→ What you need to do: Extract all of the data and reproduce it precisely.

→ Information provided:
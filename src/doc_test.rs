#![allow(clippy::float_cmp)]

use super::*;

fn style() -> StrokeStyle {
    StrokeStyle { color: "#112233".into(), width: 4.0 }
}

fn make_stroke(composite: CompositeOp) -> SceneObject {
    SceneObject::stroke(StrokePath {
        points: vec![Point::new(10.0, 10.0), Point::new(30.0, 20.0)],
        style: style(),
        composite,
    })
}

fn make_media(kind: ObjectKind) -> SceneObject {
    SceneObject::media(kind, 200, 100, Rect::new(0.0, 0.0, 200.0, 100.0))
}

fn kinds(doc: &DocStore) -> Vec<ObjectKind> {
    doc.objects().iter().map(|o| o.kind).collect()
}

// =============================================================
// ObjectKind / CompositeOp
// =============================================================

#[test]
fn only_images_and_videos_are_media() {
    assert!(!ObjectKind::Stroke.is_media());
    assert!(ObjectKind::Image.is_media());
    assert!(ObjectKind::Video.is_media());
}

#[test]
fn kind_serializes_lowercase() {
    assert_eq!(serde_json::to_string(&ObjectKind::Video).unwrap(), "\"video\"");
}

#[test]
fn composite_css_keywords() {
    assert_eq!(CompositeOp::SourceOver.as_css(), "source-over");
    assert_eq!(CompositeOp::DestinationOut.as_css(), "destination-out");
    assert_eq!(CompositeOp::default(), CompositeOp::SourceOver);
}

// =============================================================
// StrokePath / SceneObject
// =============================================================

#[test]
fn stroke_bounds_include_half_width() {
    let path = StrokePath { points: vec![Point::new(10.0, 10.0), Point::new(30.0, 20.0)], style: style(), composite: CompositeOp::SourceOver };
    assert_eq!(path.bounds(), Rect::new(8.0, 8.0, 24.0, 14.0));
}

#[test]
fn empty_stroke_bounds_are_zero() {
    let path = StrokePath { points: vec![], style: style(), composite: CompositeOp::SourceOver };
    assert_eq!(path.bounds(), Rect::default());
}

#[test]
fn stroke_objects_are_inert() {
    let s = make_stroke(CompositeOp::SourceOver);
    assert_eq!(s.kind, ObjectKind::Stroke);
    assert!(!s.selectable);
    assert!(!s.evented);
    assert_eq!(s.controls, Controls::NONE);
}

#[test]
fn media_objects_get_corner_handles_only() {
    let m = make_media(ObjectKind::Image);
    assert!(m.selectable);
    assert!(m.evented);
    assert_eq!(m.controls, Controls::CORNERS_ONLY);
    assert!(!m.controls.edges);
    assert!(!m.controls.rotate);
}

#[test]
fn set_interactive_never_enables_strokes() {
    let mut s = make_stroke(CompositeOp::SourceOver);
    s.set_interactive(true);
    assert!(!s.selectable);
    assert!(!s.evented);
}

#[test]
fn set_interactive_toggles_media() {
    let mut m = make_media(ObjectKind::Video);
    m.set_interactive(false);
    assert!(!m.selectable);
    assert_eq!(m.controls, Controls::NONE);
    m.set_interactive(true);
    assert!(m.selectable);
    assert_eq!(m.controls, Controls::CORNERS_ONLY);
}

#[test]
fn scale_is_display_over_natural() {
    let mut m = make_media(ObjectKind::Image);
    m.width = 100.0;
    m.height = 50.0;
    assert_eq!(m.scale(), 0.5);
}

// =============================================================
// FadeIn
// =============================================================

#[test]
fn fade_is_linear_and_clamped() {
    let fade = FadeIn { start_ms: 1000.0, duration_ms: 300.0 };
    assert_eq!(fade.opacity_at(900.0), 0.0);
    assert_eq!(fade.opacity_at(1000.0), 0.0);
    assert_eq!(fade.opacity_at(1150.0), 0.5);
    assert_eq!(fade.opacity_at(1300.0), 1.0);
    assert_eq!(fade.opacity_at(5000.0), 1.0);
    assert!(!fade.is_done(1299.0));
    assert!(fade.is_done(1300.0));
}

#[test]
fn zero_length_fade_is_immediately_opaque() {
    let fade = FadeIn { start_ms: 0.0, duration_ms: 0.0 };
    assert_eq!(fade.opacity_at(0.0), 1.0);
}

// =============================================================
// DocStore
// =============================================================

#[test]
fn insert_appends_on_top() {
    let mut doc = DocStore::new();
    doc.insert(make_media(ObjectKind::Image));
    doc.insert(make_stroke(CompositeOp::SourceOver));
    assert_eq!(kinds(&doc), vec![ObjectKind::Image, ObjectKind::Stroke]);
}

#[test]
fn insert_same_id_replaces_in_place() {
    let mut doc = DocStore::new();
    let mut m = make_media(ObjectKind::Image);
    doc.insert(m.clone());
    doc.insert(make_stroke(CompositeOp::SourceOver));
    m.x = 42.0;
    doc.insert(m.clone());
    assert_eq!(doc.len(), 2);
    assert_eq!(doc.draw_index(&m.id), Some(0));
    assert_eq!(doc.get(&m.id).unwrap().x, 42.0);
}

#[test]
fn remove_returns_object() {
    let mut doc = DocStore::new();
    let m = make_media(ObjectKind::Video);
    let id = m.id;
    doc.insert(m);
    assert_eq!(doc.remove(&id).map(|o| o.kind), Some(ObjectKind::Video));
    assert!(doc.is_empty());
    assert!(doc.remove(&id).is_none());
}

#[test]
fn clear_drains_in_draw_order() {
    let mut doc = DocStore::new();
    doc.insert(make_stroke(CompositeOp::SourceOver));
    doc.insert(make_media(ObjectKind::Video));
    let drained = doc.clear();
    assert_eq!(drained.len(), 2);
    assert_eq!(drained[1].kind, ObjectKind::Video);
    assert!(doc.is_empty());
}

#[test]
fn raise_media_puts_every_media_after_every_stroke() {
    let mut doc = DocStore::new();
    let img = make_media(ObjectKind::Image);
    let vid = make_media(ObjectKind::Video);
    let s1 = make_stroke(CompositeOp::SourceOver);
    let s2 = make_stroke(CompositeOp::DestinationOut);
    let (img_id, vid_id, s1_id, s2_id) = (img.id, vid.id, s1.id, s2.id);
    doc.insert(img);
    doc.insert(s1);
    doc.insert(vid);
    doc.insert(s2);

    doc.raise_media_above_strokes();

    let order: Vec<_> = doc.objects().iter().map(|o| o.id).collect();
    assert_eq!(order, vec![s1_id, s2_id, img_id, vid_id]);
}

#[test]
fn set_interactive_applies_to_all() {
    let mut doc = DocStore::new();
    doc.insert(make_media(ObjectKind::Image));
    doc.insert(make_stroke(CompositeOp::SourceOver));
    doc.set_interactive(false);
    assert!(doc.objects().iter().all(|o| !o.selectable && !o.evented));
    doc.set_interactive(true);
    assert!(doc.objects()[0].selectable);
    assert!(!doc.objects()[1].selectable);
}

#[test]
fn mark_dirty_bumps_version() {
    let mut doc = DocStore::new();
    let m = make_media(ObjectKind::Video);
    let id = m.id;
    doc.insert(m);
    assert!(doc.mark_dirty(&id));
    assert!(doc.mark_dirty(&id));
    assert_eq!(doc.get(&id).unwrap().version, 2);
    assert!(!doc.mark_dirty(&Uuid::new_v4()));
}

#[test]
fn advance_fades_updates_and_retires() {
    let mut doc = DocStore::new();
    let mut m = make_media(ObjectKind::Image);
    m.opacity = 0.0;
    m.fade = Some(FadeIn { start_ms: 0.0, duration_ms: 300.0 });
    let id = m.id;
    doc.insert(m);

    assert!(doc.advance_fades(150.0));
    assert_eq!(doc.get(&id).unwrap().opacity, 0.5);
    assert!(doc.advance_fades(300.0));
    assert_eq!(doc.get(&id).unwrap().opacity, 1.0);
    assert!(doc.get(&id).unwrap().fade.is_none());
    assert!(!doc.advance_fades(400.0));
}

→ Task result:
filename src/doc_test.rs
#![allow(clippy::float_cmp)]

use super::*;

fn style() -> StrokeStyle {
    StrokeStyle { color: "#112233".into(), width: 4.0 }
}

fn make_stroke(composite: CompositeOp) -> SceneObject {
    SceneObject::stroke(StrokePath {
        points: vec![Point::new(10.0, 10.0), Point::new(30.0, 20.0)],
        style: style(),
        composite,
    })
}

fn make_media(kind: ObjectKind) -> SceneObject {
    SceneObject::media(kind, 200, 100, Rect::new(0.0, 0.0, 200.0, 100.0))
}

fn kinds(doc: &DocStore) -> Vec<ObjectKind> {
    doc.objects().iter().map(|o| o.kind).collect()
}

// =============================================================
// ObjectKind / CompositeOp
// =============================================================

#[test]
fn only_images_and_videos_are_media() {
    assert!(!ObjectKind::Stroke.is_media());
    assert!(ObjectKind::Image.is_media());
    assert!(ObjectKind::Video.is_media());
}

#[test]
fn kind_serializes_lowercase() {
    assert_eq!(serde_json::to_string(&ObjectKind::Video).unwrap(), "\"video\"");
}

#[test]
fn composite_css_keywords() {
    assert_eq!(CompositeOp::SourceOver.as_css(), "source-over");
    assert_eq!(CompositeOp::DestinationOut.as_css(), "destination-out");
    assert_eq!(CompositeOp::default(), CompositeOp::SourceOver);
}

// =============================================================
// StrokePath / SceneObject
// =============================================================

#[test]
fn stroke_bounds_include_half_width() {
    let path = StrokePath { points: vec![Point::new(10.0, 10.0), Point::new(30.0, 20.0)], style: style(), composite: CompositeOp::SourceOver };
    assert_eq!(path.bounds(), Rect::new(8.0, 8.0, 24.0, 14.0));
}

#[test]
fn empty_stroke_bounds_are_zero() {
    let path = StrokePath { points: vec![], style: style(), composite: CompositeOp::SourceOver };
    assert_eq!(path.bounds(), Rect::default());
}

#[test]
fn stroke_objects_are_inert() {
    let s = make_stroke(CompositeOp::SourceOver);
    assert_eq!(s.kind, ObjectKind::Stroke);
    assert!(!s.selectable);
    assert!(!s.evented);
    assert_eq!(s.controls, Controls::NONE);
}

#[test]
fn media_objects_get_corner_handles_only() {
    let m = make_media(ObjectKind::Image);
    assert!(m.selectable);
    assert!(m.evented);
    assert_eq!(m.controls, Controls::CORNERS_ONLY);
    assert!(!m.controls.edges);
    assert!(!m.controls.rotate);
}

#[test]
fn set_interactive_never_enables_strokes() {
    let mut s = make_stroke(CompositeOp::SourceOver);
    s.set_interactive(true);
    assert!(!s.selectable);
    assert!(!s.evented);
}

#[test]
fn set_interactive_toggles_media() {
    let mut m = make_media(ObjectKind::Video);
    m.set_interactive(false);
    assert!(!m.selectable);
    assert_eq!(m.controls, Controls::NONE);
    m.set_interactive(true);
    assert!(m.selectable);
    assert_eq!(m.controls, Controls::CORNERS_ONLY);
}

#[test]
fn scale_is_display_over_natural() {
    let mut m = make_media(ObjectKind::Image);
    m.width = 100.0;
    m.height = 50.0;
    assert_eq!(m.scale(), 0.5);
}

// =============================================================
// FadeIn
// =============================================================

#[test]
fn fade_is_linear_and_clamped() {
    let fade = FadeIn { start_ms: 1000.0, duration_ms: 300.0 };
    assert_eq!(fade.opacity_at(900.0), 0.0);
    assert_eq!(fade.opacity_at(1000.0), 0.0);
    assert_eq!(fade.opacity_at(1150.0), 0.5);
    assert_eq!(fade.opacity_at(1300.0), 1.0);
    assert_eq!(fade.opacity_at(5000.0), 1.0);
    assert!(!fade.is_done(1299.0));
    assert!(fade.is_done(1300.0));
}

#[test]
fn zero_length_fade_is_immediately_opaque() {
    let fade = FadeIn { start_ms: 0.0, duration_ms: 0.0 };
    assert_eq!(fade.opacity_at(0.0), 1.0);
}

// =============================================================
// DocStore
// =============================================================

#[test]
fn insert_appends_on_top() {
    let mut doc = DocStore::new();
    doc.insert(make_media(ObjectKind::Image));
    doc.insert(make_stroke(CompositeOp::SourceOver));
    assert_eq!(kinds(&doc), vec![ObjectKind::Image, ObjectKind::Stroke]);
}

#[test]
fn insert_same_id_replaces_in_place() {
    let mut doc = DocStore::new();
    let mut m = make_media(ObjectKind::Image);
    doc.insert(m.clone());
    doc.insert(make_stroke(CompositeOp::SourceOver));
    m.x = 42.0;
    doc.insert(m.clone());
    assert_eq!(doc.len(), 2);
    assert_eq!(doc.draw_index(&m.id), Some(0));
    assert_eq!(doc.get(&m.id).unwrap().x, 42.0);
}

#[test]
fn remove_returns_object() {
    let mut doc = DocStore::new();
    let m = make_media(ObjectKind::Video);
    let id = m.id;
    doc.insert(m);
    assert_eq!(doc.remove(&id).map(|o| o.kind), Some(ObjectKind::Video));
    assert!(doc.is_empty());
    assert!(doc.remove(&id).is_none());
}

#[test]
fn clear_drains_in_draw_order() {
    let mut doc = DocStore::new();
    doc.insert(make_stroke(CompositeOp::SourceOver));
    doc.insert(make_media(ObjectKind::Video));
    let drained = doc.clear();
    assert_eq!(drained.len(), 2);
    assert_eq!(drained[1].kind, ObjectKind::Video);
    assert!(doc.is_empty());
}

#[test]
fn raise_media_puts_every_media_after_every_stroke() {
    let mut doc = DocStore::new();
    let img = make_media(ObjectKind::Image);
    let vid = make_media(ObjectKind::Video);
    let s1 = make_stroke(CompositeOp::SourceOver);
    let s2 = make_stroke(CompositeOp::DestinationOut);
    let (img_id, vid_id, s1_id, s2_id) = (img.id, vid.id, s1.id, s2.id);
    doc.insert(img);
    doc.insert(s1);
    doc.insert(vid);
    doc.insert(s2);

    doc.raise_media_above_strokes();

    let order: Vec<_> = doc.objects().iter().map(|o| o.id).collect();
    assert_eq!(order, vec![s1_id, s2_id, img_id, vid_id]);
}

#[test]
fn set_interactive_applies_to_all() {
    let mut doc = DocStore::new();
    doc.insert(make_media(ObjectKind::Image));
    doc.insert(make_stroke(CompositeOp::SourceOver));
    doc.set_interactive(false);
    assert!(doc.objects().iter().all(|o| !o.selectable && !o.evented));
    doc.set_interactive(true);
    assert!(doc.objects()[0].selectable);
    assert!(!doc.objects()[1].selectable);
}

#[test]
fn mark_dirty_bumps_version() {
    let mut doc = DocStore::new();
    let m = make_media(ObjectKind::Video);
    let id = m.id;
    doc.insert(m);
    assert!(doc.mark_dirty(&id));
    assert!(doc.mark_dirty(&id));
    assert_eq!(doc.get(&id).unwrap().version, 2);
    assert!(!doc.mark_dirty(&Uuid::new_v4()));
}

#[test]
fn advance_fades_updates_and_retires() {
    let mut doc = DocStore::new();
    let mut m = make_media(ObjectKind::Image);
    m.opacity = 0.0;
    m.fade = Some(FadeIn { start_ms: 0.0, duration_ms: 300.0 });
    let id = m.id;
    doc.insert(m);

    assert!(doc.advance_fades(150.0));
    assert_eq!(doc.get(&id).unwrap().opacity, 0.5);
    assert!(doc.advance_fades(300.0));
    assert_eq!(doc.get(&id).unwrap().opacity, 1.0);
    assert!(doc.get(&id).unwrap().fade.is_none());
    assert!(!doc.advance_fades(400.0));
}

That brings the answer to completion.